WHAT YOU ARE ASKED TO DO: Determine the number of lines in the data below that hold "JobError"; give nothing but that number.
─── DATA IN THIS EXERCISE
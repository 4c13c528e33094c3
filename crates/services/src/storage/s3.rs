use std::future::Future;
use std::path::Path;
use std::time::Duration;

use async_trait::async_trait;
use aws_sdk_s3::Client;
use aws_sdk_s3::config::{BehaviorVersion, Builder, Credentials, Region};
use aws_sdk_s3::error::DisplayErrorContext;
use aws_sdk_s3::presigning::PresigningConfig;
use aws_sdk_s3::primitives::ByteStream;
use shorts_config::S3Settings;
use tokio_util::sync::CancellationToken;

use super::{ObjectStorage, StorageError};

/// S3-compatible storage (AWS, MinIO) with path-style addressing.
pub struct S3Storage {
    client: Client,
}

impl S3Storage {
    pub fn new(settings: &S3Settings) -> Self {
        let credentials = Credentials::new(
            settings.access_key.clone(),
            settings.secret_key.clone(),
            None,
            None,
            "shorts-config",
        );
        let config = Builder::new()
            .behavior_version(BehaviorVersion::latest())
            .endpoint_url(settings.endpoint.clone())
            .region(Region::new(settings.region.clone()))
            .credentials_provider(credentials)
            .force_path_style(true)
            .build();
        Self {
            client: Client::from_conf(config),
        }
    }
}

fn request_error(operation: &'static str, err: impl std::error::Error) -> StorageError {
    StorageError::Request {
        operation,
        message: DisplayErrorContext(err).to_string(),
    }
}

async fn cancellable<T>(
    cancel: &CancellationToken,
    fut: impl Future<Output = Result<T, StorageError>>,
) -> Result<T, StorageError> {
    tokio::select! {
        _ = cancel.cancelled() => Err(StorageError::Cancelled),
        result = fut => result,
    }
}

#[async_trait]
impl ObjectStorage for S3Storage {
    async fn bucket_exists(
        &self,
        bucket: &str,
        cancel: &CancellationToken,
    ) -> Result<bool, StorageError> {
        cancellable(cancel, async {
            match self.client.head_bucket().bucket(bucket).send().await {
                Ok(_) => Ok(true),
                Err(err) if err.as_service_error().is_some_and(|e| e.is_not_found()) => Ok(false),
                Err(err) => Err(request_error("head_bucket", err)),
            }
        })
        .await
    }

    async fn create_bucket(
        &self,
        bucket: &str,
        cancel: &CancellationToken,
    ) -> Result<(), StorageError> {
        cancellable(cancel, async {
            match self.client.create_bucket().bucket(bucket).send().await {
                Ok(_) => Ok(()),
                Err(err)
                    if err
                        .as_service_error()
                        .is_some_and(|e| e.is_bucket_already_owned_by_you()) =>
                {
                    Ok(())
                }
                Err(err) => Err(request_error("create_bucket", err)),
            }
        })
        .await
    }

    async fn put_object(
        &self,
        bucket: &str,
        key: &str,
        body: &Path,
        size: u64,
        content_type: &str,
        cancel: &CancellationToken,
    ) -> Result<(), StorageError> {
        cancellable(cancel, async {
            let stream = ByteStream::from_path(body)
                .await
                .map_err(|e| request_error("put_object", e))?;
            let length = i64::try_from(size).map_err(|_| StorageError::Request {
                operation: "put_object",
                message: format!("object too large: {size} bytes"),
            })?;
            self.client
                .put_object()
                .bucket(bucket)
                .key(key)
                .body(stream)
                .content_length(length)
                .content_type(content_type)
                .send()
                .await
                .map_err(|e| request_error("put_object", e))?;
            Ok(())
        })
        .await
    }

    async fn presigned_get(
        &self,
        bucket: &str,
        key: &str,
        ttl: Duration,
        cancel: &CancellationToken,
    ) -> Result<String, StorageError> {
        cancellable(cancel, async {
            let config =
                PresigningConfig::expires_in(ttl).map_err(|e| StorageError::Presign(e.to_string()))?;
            let request = self
                .client
                .get_object()
                .bucket(bucket)
                .key(key)
                .presigned(config)
                .await
                .map_err(|e| StorageError::Presign(DisplayErrorContext(e).to_string()))?;
            Ok(request.uri().to_string())
        })
        .await
    }
}
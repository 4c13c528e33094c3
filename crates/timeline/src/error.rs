use thiserror::Error;

#[derive(Debug, Error, Clone, PartialEq)]
pub enum TimelineError {
    #[error("transcript has no segments")]
    EmptyTranscript,
    #[error("segment {index} has invalid bounds [{start}, {end}]")]
    InvalidSegment { index: usize, start: f64, end: f64 },
    #[error("segment {segment}: word {word} starts before the previous word")]
    WordsOutOfOrder { segment: usize, word: usize },
    #[error("cue {index} starts after it ends ({start} > {end})")]
    InvalidCueInterval { index: usize, start: f64, end: f64 },
    #[error("image count must be at least 1")]
    InvalidImageCount,
}
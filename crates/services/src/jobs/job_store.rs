use dashmap::DashMap;
use dashmap::mapref::entry::Entry;

use super::error::JobError;
use super::model::Job;

/// In-memory job registry keyed by job id.
///
/// Readers get cloned snapshots. Writers mutate under the per-key shard lock,
/// so a closure passed to [`JobStore::update`] must not await or call out.
#[derive(Default)]
pub struct JobStore {
    jobs: DashMap<String, Job>,
}

impl JobStore {
    pub fn new() -> Self {
        Self::default()
    }

    pub fn insert(&self, job: Job) -> Result<(), JobError> {
        match self.jobs.entry(job.id.clone()) {
            Entry::Occupied(_) => Err(JobError::Duplicate(job.id)),
            Entry::Vacant(slot) => {
                slot.insert(job);
                Ok(())
            }
        }
    }

    pub fn get(&self, id: &str) -> Option<Job> {
        self.jobs.get(id).map(|job| job.clone())
    }

    /// Applies `f` to the job. Returns `None` when the id is unknown.
    pub fn update<R>(&self, id: &str, f: impl FnOnce(&mut Job) -> R) -> Option<R> {
        self.jobs.get_mut(id).map(|mut job| f(&mut job))
    }

    pub fn len(&self) -> usize {
        self.jobs.len()
    }

    pub fn is_empty(&self) -> bool {
        self.jobs.is_empty()
    }
}
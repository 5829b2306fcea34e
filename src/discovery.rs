// discovery.rs - Device identity scan and assembly instance probing
// =========================================================================
//
// Device discovery sends the encapsulation ListIdentity command (0x0063) as
// UDP datagrams, either to each candidate address or to the limited
// broadcast address, and collects identity items until the requested count
// is reached or the scan budget runs out. Silent or unreachable candidates
// are simply absent from the result.
//
// CIP has no "list assemblies" service, so assembly discovery is a linear
// probe: one Get-Attribute-Single per candidate instance.

use crate::assembly;
use crate::cip::{self, item};
use crate::encap::{self, command, EncapHeader, Session, ENCAP_HEADER_LEN};
use crate::error::{EtherNetIpError, Result};
use std::collections::{HashMap, HashSet};
use std::net::{IpAddr, Ipv4Addr, SocketAddr};
use tokio::net::UdpSocket;
use tokio::time::{timeout, Duration, Instant};
use tracing::{debug, info, warn};

/// Longest product name carried in an identity record
pub const MAX_PRODUCT_NAME: usize = 32;

/// Identity of one responding device
#[derive(Debug, Clone, PartialEq, Eq)]
pub struct DeviceIdentity {
    /// Address the reply came from
    pub ip: IpAddr,
    /// Address the device reports for itself in the identity item
    pub reported_addr: Option<SocketAddr>,
    pub vendor_id: u16,
    pub device_type: u16,
    pub product_code: u16,
    pub revision_major: u8,
    pub revision_minor: u8,
    pub status: u16,
    pub serial_number: u32,
    pub product_name: String,
    pub state: u8,
    pub online: bool,
    pub rtt: Duration,
}

impl DeviceIdentity {
    /// Decodes a ListIdentity CPF item (type 0x000C)
    pub fn decode_item(data: &[u8], ip: IpAddr, rtt: Duration) -> Result<Self> {
        // version(2) sockaddr(16) vendor(2) type(2) product(2) rev(2) status(2) serial(4) name_len(1)
        const FIXED: usize = 33;
        if data.len() < FIXED {
            return Err(crate::error::too_short(FIXED, data.len()));
        }
        let le16 = |at: usize| u16::from_le_bytes([data[at], data[at + 1]]);

        // Socket address fields are big-endian
        let family = u16::from_be_bytes([data[2], data[3]]);
        let port = u16::from_be_bytes([data[4], data[5]]);
        let addr = Ipv4Addr::new(data[6], data[7], data[8], data[9]);
        let reported_addr = (family == 2).then(|| SocketAddr::new(IpAddr::V4(addr), port));

        let name_len = data[32] as usize;
        if data.len() < FIXED + name_len {
            return Err(crate::error::too_short(FIXED + name_len, data.len()));
        }
        let name_bytes = &data[FIXED..FIXED + name_len];
        let product_name: String = String::from_utf8_lossy(name_bytes)
            .chars()
            .take(MAX_PRODUCT_NAME)
            .collect();
        let state = data.get(FIXED + name_len).copied().unwrap_or(0xFF);

        Ok(Self {
            ip,
            reported_addr,
            vendor_id: le16(18),
            device_type: le16(20),
            product_code: le16(22),
            revision_major: data[24],
            revision_minor: data[25],
            status: le16(26),
            serial_number: u32::from_le_bytes([data[28], data[29], data[30], data[31]]),
            product_name,
            state,
            online: true,
            rtt,
        })
    }

    /// Encodes this identity as a ListIdentity CPF item body
    pub fn encode_item(&self) -> Vec<u8> {
        let name = &self.product_name.as_bytes()[..self.product_name.len().min(MAX_PRODUCT_NAME)];
        let mut out = Vec::with_capacity(34 + name.len());
        out.extend_from_slice(&1u16.to_le_bytes());
        match self.reported_addr {
            Some(SocketAddr::V4(v4)) => {
                out.extend_from_slice(&2u16.to_be_bytes());
                out.extend_from_slice(&v4.port().to_be_bytes());
                out.extend_from_slice(&v4.ip().octets());
            }
            _ => out.extend_from_slice(&[0u8; 8]),
        }
        out.extend_from_slice(&[0u8; 8]);
        out.extend_from_slice(&self.vendor_id.to_le_bytes());
        out.extend_from_slice(&self.device_type.to_le_bytes());
        out.extend_from_slice(&self.product_code.to_le_bytes());
        out.push(self.revision_major);
        out.push(self.revision_minor);
        out.extend_from_slice(&self.status.to_le_bytes());
        out.extend_from_slice(&self.serial_number.to_le_bytes());
        out.push(name.len() as u8);
        out.extend_from_slice(name);
        out.push(self.state);
        out
    }
}

/// Encapsulation packet for a ListIdentity query
pub fn list_identity_request() -> Vec<u8> {
    let mut packet = Vec::with_capacity(ENCAP_HEADER_LEN);
    EncapHeader::new(command::LIST_IDENTITY, 0, 0).encode(&mut packet);
    packet
}

/// Parses a ListIdentity reply (encapsulation header + CPF items)
pub fn parse_list_identity_reply(reply: &[u8], ip: IpAddr, rtt: Duration) -> Result<DeviceIdentity> {
    let offset = encap::find_frame(reply, command::LIST_IDENTITY).ok_or_else(|| {
        EtherNetIpError::MalformedResponse("Not a ListIdentity reply".to_string())
    })?;
    let header = EncapHeader::decode(&reply[offset..])?;
    let body = &reply[offset + ENCAP_HEADER_LEN..];
    if body.len() < header.length as usize {
        return Err(EtherNetIpError::MalformedResponse(format!(
            "ListIdentity reply declares {} bytes, {} received",
            header.length,
            body.len()
        )));
    }
    let items = cip::decode_cpf(&body[..header.length as usize], 0)?;
    let identity = items
        .iter()
        .find(|entry| entry.type_id == item::LIST_IDENTITY)
        .ok_or_else(|| {
            EtherNetIpError::MalformedResponse("ListIdentity reply has no identity item".to_string())
        })?;
    DeviceIdentity::decode_item(&identity.data, ip, rtt)
}

async fn bind_for(candidates: &[SocketAddr]) -> Result<UdpSocket> {
    let any_v6 = candidates.iter().all(|c| c.is_ipv6()) && !candidates.is_empty();
    let local: SocketAddr = if any_v6 {
        "[::]:0".parse().map_err(|_| EtherNetIpError::InvalidArgument("bad bind address".into()))?
    } else {
        SocketAddr::new(IpAddr::V4(Ipv4Addr::UNSPECIFIED), 0)
    };
    let socket = UdpSocket::bind(local).await.map_err(|e| EtherNetIpError::ConnectionFailure {
        target: local.to_string(),
        reason: e.to_string(),
    })?;
    Ok(socket)
}

/// Sends ListIdentity to every candidate and collects replies.
///
/// Stops at `max_count` records or when `budget` has elapsed since the
/// queries went out, whichever comes first. Each address answers at most once.
pub async fn scan(candidates: &[SocketAddr], max_count: usize, budget: Duration) -> Result<Vec<DeviceIdentity>> {
    if max_count == 0 {
        return Err(EtherNetIpError::InvalidArgument(
            "max_count must be at least 1".to_string(),
        ));
    }
    if candidates.is_empty() {
        return Ok(Vec::new());
    }

    let socket = bind_for(candidates).await?;
    if candidates.iter().any(is_broadcast) {
        socket.set_broadcast(true)?;
    }

    let request = list_identity_request();
    let mut sent_at: HashMap<SocketAddr, Instant> = HashMap::with_capacity(candidates.len());
    let broadcast_sent = Instant::now();
    for candidate in candidates {
        let now = Instant::now();
        match socket.send_to(&request, candidate).await {
            Ok(_) => {
                sent_at.insert(*candidate, now);
            }
            Err(e) => debug!("ListIdentity to {} not sent: {}", candidate, e),
        }
    }

    let deadline = Instant::now() + budget;
    let mut found: Vec<DeviceIdentity> = Vec::new();
    let mut answered: HashSet<SocketAddr> = HashSet::new();
    let mut buf = vec![0u8; 1500];

    while found.len() < max_count {
        let remaining = deadline.saturating_duration_since(Instant::now());
        if remaining.is_zero() {
            break;
        }
        let (n, from) = match timeout(remaining, socket.recv_from(&mut buf)).await {
            Ok(Ok(received)) => received,
            // ICMP unreachable surfaces as a receive error on some platforms
            Ok(Err(e)) => {
                debug!("Discovery receive error ignored: {}", e);
                continue;
            }
            Err(_) => break,
        };
        if answered.contains(&from) {
            continue;
        }
        let started = sent_at.get(&from).copied().unwrap_or(broadcast_sent);
        match parse_list_identity_reply(&buf[..n], from.ip(), started.elapsed()) {
            Ok(identity) => {
                debug!(
                    "Found {} '{}' (vendor {}, product {})",
                    identity.ip, identity.product_name, identity.vendor_id, identity.product_code
                );
                answered.insert(from);
                found.push(identity);
            }
            Err(e) => debug!("Ignoring datagram from {}: {}", from, e),
        }
    }

    info!("Discovery found {} of {} candidates", found.len(), candidates.len());
    Ok(found)
}

fn is_broadcast(addr: &SocketAddr) -> bool {
    matches!(addr.ip(), IpAddr::V4(v4) if v4.is_broadcast() || v4.octets()[3] == 255)
}

/// ListIdentity over TCP to a single device
pub async fn identify(target: SocketAddr, budget: Duration, max_response_size: usize) -> Result<DeviceIdentity> {
    use tokio::io::AsyncWriteExt;

    let started = Instant::now();
    let mut stream = encap::connect(target, budget).await?;
    let request = list_identity_request();
    match timeout(budget, stream.write_all(&request)).await {
        Ok(Ok(())) => {}
        Ok(Err(e)) => return Err(EtherNetIpError::Io(e)),
        Err(_) => return Err(EtherNetIpError::Timeout(budget)),
    }
    let (_, payload) = encap::read_frame(
        &mut stream,
        command::LIST_IDENTITY,
        started + budget,
        max_response_size,
    )
    .await?;
    let items = cip::decode_cpf(&payload, 0)?;
    let identity = items
        .iter()
        .find(|entry| entry.type_id == item::LIST_IDENTITY)
        .ok_or_else(|| {
            EtherNetIpError::MalformedResponse("ListIdentity reply has no identity item".to_string())
        })?;
    DeviceIdentity::decode_item(&identity.data, target.ip(), started.elapsed())
}

/// Probes `max_instances` sequential assembly instances starting at `first`.
///
/// Instances that answer a data read without error are kept. A probe that
/// times out or breaks the transport costs that instance: its session is
/// unregistered and the next instance is read over a fresh one.
pub async fn discover_assemblies(
    target: SocketAddr,
    first: u32,
    max_instances: u32,
    per_probe: Duration,
    max_response_size: usize,
) -> Result<Vec<u32>> {
    if max_instances == 0 {
        return Err(EtherNetIpError::InvalidArgument(
            "max_instances must be at least 1".to_string(),
        ));
    }
    assembly::check_instance(first)?;

    let mut session = Some(Session::open(target, per_probe, max_response_size).await?);
    let mut found = Vec::new();
    let last = first.saturating_add(max_instances - 1);

    for instance in first..=last {
        if session.is_none() {
            match Session::open(target, per_probe, max_response_size).await {
                Ok(fresh) => session = Some(fresh),
                Err(e) => {
                    warn!("Assembly probe of {} stopped at instance {}: {}", target, instance, e);
                    break;
                }
            }
        }
        let Some(current) = session.as_mut() else {
            break;
        };
        match assembly::read_data(current, instance, per_probe).await {
            Ok(data) => {
                debug!("Assembly {} answered with {} bytes", instance, data.len());
                found.push(instance);
            }
            Err(EtherNetIpError::CipError { .. }) => {}
            Err(e) => {
                debug!("Assembly {} read failed: {}; reopening session", instance, e);
                if let Some(stale) = session.take() {
                    if let Err(e) = stale.close(per_probe).await {
                        debug!("Unregistering abandoned session failed: {}", e);
                    }
                }
            }
        }
    }

    if let Some(session) = session {
        if let Err(e) = session.close(per_probe).await {
            debug!("Closing probe session failed: {}", e);
        }
    }
    info!("Assembly probe of {} found {} instances", target, found.len());
    Ok(found)
}

#[cfg(test)]
mod tests {
    use super::*;

    fn sample() -> DeviceIdentity {
        DeviceIdentity {
            ip: IpAddr::V4(Ipv4Addr::new(192, 168, 1, 20)),
            reported_addr: Some("192.168.1.20:44818".parse().unwrap()),
            vendor_id: 44,
            device_type: 0x0C,
            product_code: 7,
            revision_major: 3,
            revision_minor: 12,
            status: 0x0030,
            serial_number: 0xCAFE_0001,
            product_name: "YRC1000 Robot Controller".to_string(),
            state: 3,
            online: true,
            rtt: Duration::ZERO,
        }
    }

    #[test]
    fn test_identity_item_layout() {
        let item = sample().encode_item();
        assert_eq!(&item[0..2], &[1, 0]);
        assert_eq!(&item[2..4], &[0, 2]); // AF_INET big-endian
        assert_eq!(&item[4..6], &44818u16.to_be_bytes());
        assert_eq!(&item[6..10], &[192, 168, 1, 20]);
        assert_eq!(&item[18..20], &[44, 0]);
        assert_eq!(item[32] as usize, "YRC1000 Robot Controller".len());

        let decoded = DeviceIdentity::decode_item(&item, sample().ip, Duration::ZERO).unwrap();
        assert_eq!(decoded, sample());
    }

    #[test]
    fn test_identity_item_truncated() {
        let item = sample().encode_item();
        assert!(matches!(
            DeviceIdentity::decode_item(&item[..20], sample().ip, Duration::ZERO),
            Err(EtherNetIpError::ResponseTooShort { .. })
        ));
        // Name length claims more than is present
        assert!(matches!(
            DeviceIdentity::decode_item(&item[..40], sample().ip, Duration::ZERO),
            Err(EtherNetIpError::ResponseTooShort { .. })
        ));
    }

    #[test]
    fn test_product_name_capped() {
        let mut identity = sample();
        identity.product_name = "X".repeat(40);
        let item = identity.encode_item();
        let decoded = DeviceIdentity::decode_item(&item, identity.ip, Duration::ZERO).unwrap();
        assert_eq!(decoded.product_name.len(), MAX_PRODUCT_NAME);
    }

    #[test]
    fn test_parse_list_identity_reply() {
        let item = sample().encode_item();
        let mut body = Vec::new();
        body.extend_from_slice(&1u16.to_le_bytes());
        body.extend_from_slice(&item::LIST_IDENTITY.to_le_bytes());
        body.extend_from_slice(&(item.len() as u16).to_le_bytes());
        body.extend_from_slice(&item);
        let reply = encap::encode_packet(command::LIST_IDENTITY, 0, &body).unwrap();

        let identity = parse_list_identity_reply(&reply, sample().ip, Duration::ZERO).unwrap();
        assert_eq!(identity.serial_number, 0xCAFE_0001);

        let wrong = encap::encode_packet(command::LIST_SERVICES, 0, &body).unwrap();
        assert!(parse_list_identity_reply(&wrong, sample().ip, Duration::ZERO).is_err());
    }

    #[test]
    fn test_list_identity_request() {
        let request = list_identity_request();
        assert_eq!(request.len(), ENCAP_HEADER_LEN);
        assert_eq!(&request[0..4], &[0x63, 0x00, 0x00, 0x00]);
    }
}
// implicit.rs - Connected (class 1) I/O: Forward-Open/Close and the cyclic exchange
// =========================================================================
//
// Directions are named from the target's point of view:
//   consumed assembly = O->T, transmitted by the scanner every RPI tick
//   produced assembly = T->O, received by the scanner
//
// O->T datagram: item count(2)
//   Sequenced Address (0x8002, len 8): connection id(4) sequence(4)
//   Connected Data    (0x00B1):        cip sequence(2) run/idle(4) data
// T->O datagrams carry the same items without the run/idle header.

use crate::assembly;
use crate::cip::{self, class, item, service, CpfItem};
use crate::config::{ScannerConfig, DEFAULT_IO_PORT};
use crate::encap::Session;
use crate::error::{too_short, EtherNetIpError, Result};
use crate::events::{CloseReason, EventBus, ScannerEvent};
use crate::path::CipPath;
use std::net::{IpAddr, Ipv4Addr, SocketAddr, SocketAddrV4};
use std::sync::atomic::{AtomicU16, AtomicU32, Ordering};
use std::sync::{Arc, Mutex as StdMutex, MutexGuard};
use std::time::{Instant, SystemTime, UNIX_EPOCH};
use tokio::net::UdpSocket;
use tokio::sync::Mutex;
use tokio::task::JoinHandle;
use tokio::time::{self, Duration, MissedTickBehavior};
use tokio_util::sync::CancellationToken;
use tracing::{debug, info, trace, warn};

/// Largest data size a (non-large) Forward-Open can negotiate, headers included
pub const MAX_CONNECTION_SIZE: usize = 511;
/// Run/idle header value announcing run mode
pub const RUN_IDLE_RUN: u32 = 0x0000_0001;

const SEQUENCE_LEN: usize = 2;
const RUN_IDLE_LEN: usize = 4;
const SOCKADDR_LEN: usize = 16;
const FORWARD_OPEN_REPLY_LEN: usize = 26;
const MAX_DATAGRAM: usize = 2048;

const PRIORITY_TIME_TICK: u8 = 0x0A;
const TIMEOUT_TICKS: u8 = 0x0E;
/// Connection timeout = RPI x 16
const TIMEOUT_MULTIPLIER: u8 = 0x02;
/// Class 1 transport, cyclic trigger, client direction
const TRANSPORT_CLASS1_CYCLIC: u8 = 0x01;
──────
REPLY: 3